Data excerpts
// Copyright 2021 Datafuse Labs.
//
// Licensed under the Apache License, Version 2.0 (the "License");
// you may not use this file except in compliance with the License.
// You may obtain a copy of the License at
//
//     http://www.apache.org/licenses/LICENSE-2.0
//
// Unless required by applicable law or agreed to in writing, software
// distributed under the License is distributed on an "AS IS" BASIS,
// WITHOUT WARRANTIES OR CONDITIONS OF ANY KIND, either express or implied.
// See the License for the specific language governing permissions and
// limitations under the License.

use std::collections::BTreeMap;

use async_raft::raft::Entry;
use async_raft::raft::EntryPayload;
use async_raft::raft::MembershipConfig;
use async_raft::LogId;
use async_trait::async_trait;
use common_beacon_types::ErrCode;
use common_beacon_types::ManagerRequest;
use common_beacon_types::ManagerResponse;
use common_beacon_types::OpType;
use common_beacon_types::GROUP_AUTO_INCR;
use common_exception::Result;
use common_sled_store::get_sled_db;
use common_sled_store::SledBatch;
use common_sled_store::SledTree;
use common_tracing::tracing;

use crate::config::RaftConfig;
use crate::key_spaces::IdRanges;
use crate::key_spaces::StateMachineMeta;
use crate::state_machine::GroupStateMachine;
use crate::state_machine::StateMachineMetaKey;
use crate::state_machine::StateMachineMetaValue;

/// The state machine of the id-allocator group (group 1): one monotonically
/// increasing uint64 watermark per servlet.
///
/// The watermark rows are written in the same batch as the applied log id,
/// so a crash can never hand out a range twice.
pub struct AutoIncrStateMachine {
    pub sm_tree: SledTree,

    ranges: BTreeMap<i64, u64>,
}

impl AutoIncrStateMachine {
    #[tracing::instrument(level = "debug", skip(config))]
    pub async fn open(config: &RaftConfig) -> Result<AutoIncrStateMachine> {
        let db = get_sled_db();
        let tree_name = config.tree_name(format!("state_machine/{}", GROUP_AUTO_INCR));
        let sm_tree = SledTree::open(&db, tree_name, config.is_sync())?;

        let mut sm = AutoIncrStateMachine {
            sm_tree,
            ranges: BTreeMap::new(),
        };
        sm.rebuild_indexes()?;
        Ok(sm)
    }

    fn rebuild_indexes(&mut self) -> Result<()> {
        self.ranges = self
            .sm_tree
            .key_space::<IdRanges>()
            .range_kvs(..)?
            .into_iter()
            .collect();
        Ok(())
    }

    fn sm_meta(&self) -> common_sled_store::AsKeySpace<StateMachineMeta> {
        self.sm_tree.key_space::<StateMachineMeta>()
    }

    fn meta_batch(&self, log_id: LogId) -> Result<SledBatch> {
        let mut batch = SledBatch::default();
        batch.insert::<StateMachineMeta>(
            &StateMachineMetaKey::LastApplied,
            &StateMachineMetaValue::LogId(log_id),
        )?;
        Ok(batch)
    }

    async fn reject(
        &self,
        batch: SledBatch,
        op_type: OpType,
        errmsg: impl Into<String>,
    ) -> Result<ManagerResponse> {
        let errmsg = errmsg.into();
        tracing::warn!("auto-increment op {:?} refused: {}", op_type, errmsg);
        self.sm_tree.apply_batch(batch).await?;
        Ok(ManagerResponse::error(
            op_type,
            ErrCode::InputParamError,
            errmsg,
        ))
    }

    async fn apply_cmd(
        &mut self,
        req: &ManagerRequest,
        log_id: LogId,
    ) -> Result<ManagerResponse> {
        let batch = self.meta_batch(log_id)?;
        match req.op_type {
            OpType::AddIdForAutoIncrement => self.add_servlet_id(req, batch).await,
            OpType::DropIdForAutoIncrement => self.drop_servlet_id(req, batch).await,
            OpType::GenIdForAutoIncrement => self.gen_id(req, batch).await,
            OpType::UpdateForAutoIncrement => self.update(req, batch).await,
            _ => {
                self.sm_tree.apply_batch(batch).await?;
                Ok(ManagerResponse::error(
                    req.op_type,
                    ErrCode::UnknownReqType,
                    "unsupported request type",
                ))
            }
        }
    }

    async fn add_servlet_id(
        &mut self,
        req: &ManagerRequest,
        mut batch: SledBatch,
    ) -> Result<ManagerResponse> {
        let info = match &req.auto_increment {
            Some(i) => i,
            None => return self.reject(batch, req.op_type, "no auto_increment").await,
        };
        if self.ranges.contains_key(&info.servlet_id) {
            return self.reject(batch, req.op_type, "servlet id has exist").await;
        }

        let start = info.start_id.unwrap_or(0);
        batch.insert::<IdRanges>(&info.servlet_id, &start)?;
        self.sm_tree.apply_batch(batch).await?;
        self.ranges.insert(info.servlet_id, start);

        tracing::info!(
            "add servlet id for auto_increment success, servlet_id:{} start:{}",
            info.servlet_id,
            start
        );
        let mut resp = ManagerResponse::success(req.op_type);
        resp.start_id = Some(start);
        Ok(resp)
    }

    async fn drop_servlet_id(
        &mut self,
        req: &ManagerRequest,
        mut batch: SledBatch,
    ) -> Result<ManagerResponse> {
        let info = match &req.auto_increment {
            Some(i) => i,
            None => return self.reject(batch, req.op_type, "no auto_increment").await,
        };
        if !self.ranges.contains_key(&info.servlet_id) {
            return self.reject(batch, req.op_type, "servlet id not exist").await;
        }

        batch.remove::<IdRanges>(&info.servlet_id)?;
        self.sm_tree.apply_batch(batch).await?;
        self.ranges.remove(&info.servlet_id);

        tracing::info!(
            "drop servlet id for auto_increment success, servlet_id:{}",
            info.servlet_id
        );
        Ok(ManagerResponse::success(req.op_type))
    }

    /// Hand out `[start, end)` where `start = max(current, req.start + 1)`
    /// and `end = start + count`; the new watermark is `end`.
    async fn gen_id(
        &mut self,
        req: &ManagerRequest,
        mut batch: SledBatch,
    ) -> Result<ManagerResponse> {
        let info = match &req.auto_increment {
            Some(i) => i,
            None => return self.reject(batch, req.op_type, "no auto_increment").await,
        };
        let current = match self.ranges.get(&info.servlet_id) {
            Some(v) => *v,
            None => {
                return self
                    .reject(batch, req.op_type, "servlet has no auto increment")
                    .await;
            }
        };

        let mut start = current;
        if let Some(req_start) = info.start_id {
            if start < req_start + 1 {
                start = req_start + 1;
            }
        }
        let end = start + info.count;

        batch.insert::<IdRanges>(&info.servlet_id, &end)?;
        self.sm_tree.apply_batch(batch).await?;
        self.ranges.insert(info.servlet_id, end);

        tracing::debug!(
            "gen_id for auto_increment success, servlet_id:{} [{}, {})",
            info.servlet_id,
            start,
            end
        );
        let mut resp = ManagerResponse::success(req.op_type);
        resp.start_id = Some(start);
        resp.end_id = Some(end);
        Ok(resp)
    }

    async fn update(
        &mut self,
        req: &ManagerRequest,
        mut batch: SledBatch,
    ) -> Result<ManagerResponse> {
        let info = match &req.auto_increment {
            Some(i) => i,
            None => return self.reject(batch, req.op_type, "no auto_increment").await,
        };
        let current = match self.ranges.get(&info.servlet_id) {
            Some(v) => *v,
            None => {
                return self
                    .reject(batch, req.op_type, "servlet has no auto increment")
                    .await;
            }
        };

        if info.start_id.is_none() && info.increment_id.is_none() {
            return self
                .reject(batch, req.op_type, "start_id or increment_id all not exist")
                .await;
        }
        if info.start_id.is_some() && info.increment_id.is_some() {
            return self
                .reject(batch, req.op_type, "start_id and increment_id all exist")
                .await;
        }
        // Rollback requires force.
        if let Some(start) = info.start_id {
            if current > start + 1 && !info.force {
                return self.reject(batch, req.op_type, "not support rollback").await;
            }
        }

        let new = match (info.start_id, info.increment_id) {
            (Some(start), None) => start + 1,
            (None, Some(incr)) => current + incr,
            _ => unreachable!("checked above"),
        };

        batch.insert::<IdRanges>(&info.servlet_id, &new)?;
        self.sm_tree.apply_batch(batch).await?;
        self.ranges.insert(info.servlet_id, new);

        tracing::info!(
            "update start_id for auto_increment success, servlet_id:{} new:{}",
            info.servlet_id,
            new
        );
        let mut resp = ManagerResponse::success(req.op_type);
        resp.start_id = Some(new);
        Ok(resp)
    }
}

#[async_trait]
impl GroupStateMachine for AutoIncrStateMachine {
    type Req = ManagerRequest;
    type Resp = ManagerResponse;

    const GROUP_ID: u64 = GROUP_AUTO_INCR;
    const GROUP_NAME: &'static str = "auto_incr";

    async fn open(config: &RaftConfig) -> Result<Self> {
        AutoIncrStateMachine::open(config).await
    }

    async fn apply(&mut self, entry: &Entry<Self::Req>) -> Result<Self::Resp> {
        let log_id = entry.log_id;
        match entry.payload {
            EntryPayload::Normal(ref norm) => self.apply_cmd(&norm.data, log_id).await,
            EntryPayload::ConfigChange(ref mem) => {
                let mut batch = self.meta_batch(log_id)?;
                batch.insert::<StateMachineMeta>(
                    &StateMachineMetaKey::LastMembership,
                    &StateMachineMetaValue::Membership(mem.membership.clone()),
                )?;
                self.sm_tree.apply_batch(batch).await?;
                Ok(ManagerResponse::default())
            }
            _ => {
                let batch = self.meta_batch(log_id)?;
                self.sm_tree.apply_batch(batch).await?;
                Ok(ManagerResponse::default())
            }
        }
    }

    fn get_last_applied(&self) -> Result<LogId> {
        let last = self.sm_meta().get(&StateMachineMetaKey::LastApplied)?;
        Ok(match last {
            Some(StateMachineMetaValue::LogId(log_id)) => log_id,
            _ => LogId::default(),
        })
    }

    async fn set_last_applied(&mut self, log_id: LogId) -> Result<()> {
        self.sm_meta()
            .insert(
                &StateMachineMetaKey::LastApplied,
                &StateMachineMetaValue::LogId(log_id),
            )
            .await?;
        Ok(())
    }

    fn get_membership(&self) -> Result<Option<MembershipConfig>> {
        let mem = self.sm_meta().get(&StateMachineMetaKey::LastMembership)?;
        Ok(match mem {
            Some(StateMachineMetaValue::Membership(m)) => Some(m),
            _ => None,
        })
    }

    async fn set_membership(&mut self, membership: MembershipConfig) -> Result<()> {
        self.sm_meta()
            .insert(
                &StateMachineMetaKey::LastMembership,
                &StateMachineMetaValue::Membership(membership),
            )
            .await?;
        Ok(())
    }

    /// A json object mapping servlet id to watermark.
    fn snapshot_data(&self) -> Result<Vec<u8>> {
        let data = serde_json::to_vec(&self.ranges)?;
        Ok(data)
    }

    async fn install_snapshot_data(&mut self, data: &[u8]) -> Result<()> {
        let ranges: BTreeMap<i64, u64> = serde_json::from_slice(data)?;

        let ks = self.sm_tree.key_space::<IdRanges>();
        ks.clear().await?;

        let mut batch = SledBatch::default();
        for (servlet_id, watermark) in &ranges {
            batch.insert::<IdRanges>(servlet_id, watermark)?;
        }
        self.sm_tree.apply_batch(batch).await?;

        self.ranges = ranges;
        Ok(())
    }
}
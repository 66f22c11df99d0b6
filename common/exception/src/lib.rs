// Copyright 2021 Datafuse Labs.
//
// Licensed under the Apache License, Version 2.0 (the "License");
// you may not use this file except in compliance with the License.
// You may obtain a copy of the License at
//
//     http://www.apache.org/licenses/LICENSE-2.0
//
// Unless required by applicable law or agreed to in writing, software
// distributed under the License is distributed on an "AS IS" BASIS,
// WITHOUT WARRANTIES OR CONDITIONS OF ANY KIND, either express or implied.
// See the License for the specific language governing permissions and
// limitations under the License.

#[cfg(test)]
mod exception_test;

mod exception;

pub use exception::ErrorCode;
pub use exception::Result;
pub use exception::ToErrorCode;

pub mod prelude {
    pub use super::ErrorCode;
    pub use super::Result;
    pub use super::ToErrorCode;
}
// Copyright 2021 Datafuse Labs.
//
// Licensed under the Apache License, Version 2.0 (the "License");
// you may not use this file except in compliance with the License.
// You may obtain a copy of the License at
//
//     http://www.apache.org/licenses/LICENSE-2.0
//
// Unless required by applicable law or agreed to in writing, software
// distributed under the License is distributed on an "AS IS" BASIS,
// WITHOUT WARRANTIES OR CONDITIONS OF ANY KIND, either express or implied.
// See the License for the specific language governing permissions and
// limitations under the License.

use async_raft::raft::Entry;
use async_raft::raft::EntryNormal;
use async_raft::raft::EntryPayload;
use async_raft::LogId;
use common_base::tokio;
use common_beacon_types::ErrCode;
use common_beacon_types::TsoOpType;
use common_beacon_types::TsoRequest;
use common_beacon_types::TsoResponse;
use common_beacon_types::TsoTimestamp;
use common_exception::Result;
use pretty_assertions::assert_eq;

use crate::state_machine::catalog_test::new_test_config;
use crate::state_machine::GroupStateMachine;
use crate::state_machine::TsoStateMachine;

async fn apply(
    sm: &mut TsoStateMachine,
    index: u64,
    op: TsoOpType,
    current: TsoTimestamp,
    save: i64,
    force: bool,
) -> Result<TsoResponse> {
    let mut req = TsoRequest::new(op);
    req.current_timestamp = Some(current);
    req.save_physical = Some(save);
    req.force = force;
    let entry = Entry {
        log_id: LogId { term: 1, index },
        payload: EntryPayload::Normal(EntryNormal { data: req }),
    };
    sm.apply(&entry).await
}

#[tokio::test(flavor = "multi_thread", worker_threads = 1)]
async fn test_tso_update_and_acquire() -> Result<()> {
    let config = new_test_config();
    let mut sm = TsoStateMachine::open(&config).await?;

    // nothing to hand out before the first window lands
    assert_eq!(None, sm.acquire(1, 1 << 18));

    let resp = apply(
        &mut sm,
        1,
        TsoOpType::UpdateTso,
        TsoTimestamp {
            physical: 1000,
            logical: 0,
        },
        4000,
        false,
    )
    .await?;
    assert_eq!(ErrCode::Success, resp.errcode);

    let t1 = sm.acquire(10, 1 << 18).unwrap();
    let t2 = sm.acquire(1, 1 << 18).unwrap();
    assert_eq!(TsoTimestamp { physical: 1000, logical: 0 }, t1);
    assert_eq!(TsoTimestamp { physical: 1000, logical: 10 }, t2);
    assert!(t2 > t1);

    // logical space exhaustion
    assert_eq!(None, sm.acquire(5, 12));

    Ok(())
}

#[tokio::test(flavor = "multi_thread", worker_threads = 1)]
async fn test_tso_refuses_fallback() -> Result<()> {
    let config = new_test_config();
    let mut sm = TsoStateMachine::open(&config).await?;

    apply(
        &mut sm,
        1,
        TsoOpType::UpdateTso,
        TsoTimestamp {
            physical: 5000,
            logical: 0,
        },
        9000,
        false,
    )
    .await?;

    // a replicated update must not move time backwards
    let resp = apply(
        &mut sm,
        2,
        TsoOpType::UpdateTso,
        TsoTimestamp {
            physical: 100,
            logical: 0,
        },
        9000,
        false,
    )
    .await?;
    assert_eq!(ErrCode::InternalError, resp.errcode);
    assert_eq!("time can't fallback", resp.errmsg);
    assert_eq!(5000, sm.current().physical);

    // reset without force refuses too
    let resp = apply(
        &mut sm,
        3,
        TsoOpType::ResetTso,
        TsoTimestamp {
            physical: 100,
            logical: 0,
        },
        50,
        false,
    )
    .await?;
    assert_eq!(ErrCode::InternalError, resp.errcode);

    // forced reset is operational recovery
    let resp = apply(
        &mut sm,
        4,
        TsoOpType::ResetTso,
        TsoTimestamp {
            physical: 100,
            logical: 0,
        },
        50,
        true,
    )
    .await?;
    assert_eq!(ErrCode::Success, resp.errcode);
    assert_eq!(100, sm.current().physical);
    assert_eq!(50, sm.last_save_physical());

    Ok(())
}

#[tokio::test(flavor = "multi_thread", worker_threads = 1)]
async fn test_tso_save_survives_reopen_and_snapshot() -> Result<()> {
    let config = new_test_config();
    {
        let mut sm = TsoStateMachine::open(&config).await?;
        apply(
            &mut sm,
            1,
            TsoOpType::UpdateTso,
            TsoTimestamp {
                physical: 7000,
                logical: 0,
            },
            10000,
            false,
        )
        .await?;
    }

    // reopen reads the durable watermark
    let sm = TsoStateMachine::open(&config).await?;
    assert_eq!(10000, sm.last_save_physical());

    // snapshot is a plain text watermark
    let data = sm.snapshot_data()?;
    assert_eq!(b"10000".to_vec(), data);

    let config2 = new_test_config();
    let mut sm2 = TsoStateMachine::open(&config2).await?;
    sm2.install_snapshot_data(&data).await?;
    assert_eq!(10000, sm2.last_save_physical());

    Ok(())
}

TASK GOAL →
In the records above, find the lines containing "errmsg" and copy them.

TASK RESULT →
        errmsg: impl Into<String>,
        let errmsg = errmsg.into();
        tracing::warn!("auto-increment op {:?} refused: {}", op_type, errmsg);
            errmsg,
    assert_eq!("time can't fallback", resp.errmsg);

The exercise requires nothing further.